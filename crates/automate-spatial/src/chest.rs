use crate::hooks::{Automatable, AutomationFactory, TileEntity};
use crate::location::{Location, WorldEntity};
use crate::world::World;
use automate_core::container::ChestContainer;

/// Exposes every placed chest as a container.
///
/// Linked chests produce containers over the same inventory, so a network
/// holding several of them still counts the shared contents once.
#[derive(Debug, Default)]
pub struct ChestFactory;

impl AutomationFactory for ChestFactory {
    fn name(&self) -> &str {
        "chests"
    }

    fn automatable_for(
        &self,
        _world: &World,
        location: &Location,
        entity: TileEntity<'_>,
    ) -> Option<Automatable> {
        let TileEntity::Object { object, .. } = entity else {
            return None;
        };
        let WorldEntity::Chest(chest) = &object.entity else {
            return None;
        };
        Some(Automatable::container(
            object.area,
            ChestContainer::new(
                object.name.clone(),
                location.id().clone(),
                object.area,
                chest.inventory.clone(),
                chest.options,
            ),
        ))
    }
}

#[cfg(test)]
mod tests {
    use super::*;
    use automate_core::container::{ChestOptions, Container};
    use automate_core::id::LocationId;
    use automate_core::tile::{TileArea, TilePosition};
    use automate_core::world::ChestEntity;

    #[test]
    fn chests_become_containers() {
        let mut location = Location::new(LocationId::new("Farm"));
        let chest = ChestEntity::new(36).with_options(ChestOptions::output_only());
        location
            .place("Chest", TileArea::single(TilePosition::new(1, 1)), WorldEntity::Chest(chest))
            .unwrap();
        location
            .place("Fence", TileArea::single(TilePosition::new(2, 1)), WorldEntity::Decoration)
            .unwrap();
        let world = World::default();

        let (id, object) = location.object_at(TilePosition::new(1, 1)).unwrap();
        let found = ChestFactory
            .automatable_for(&world, &location, TileEntity::Object { id, object })
            .unwrap();
        let container = found.container.unwrap();
        assert_eq!(container.slot_capacity(), 36);
        assert!(!container.can_take());

        let (id, object) = location.object_at(TilePosition::new(2, 1)).unwrap();
        assert!(
            ChestFactory
                .automatable_for(&world, &location, TileEntity::Object { id, object })
                .is_none()
        );
    }
}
◆ ◆ ◆ ◆ ◆ ◆ ◆
◆ **What the task asks**
Above are the lines; repeat exactly the ones from the line containing "object) = location.object_at(TilePosition::new(1, 1)).unwrap();" down to the line containing "let container = found.container.unwrap();", both inclusive.

◆ **Result of the exercise**
        let (id, object) = location.object_at(TilePosition::new(1, 1)).unwrap();
        let found = ChestFactory
            .automatable_for(&world, &location, TileEntity::Object { id, object })
            .unwrap();
        let container = found.container.unwrap();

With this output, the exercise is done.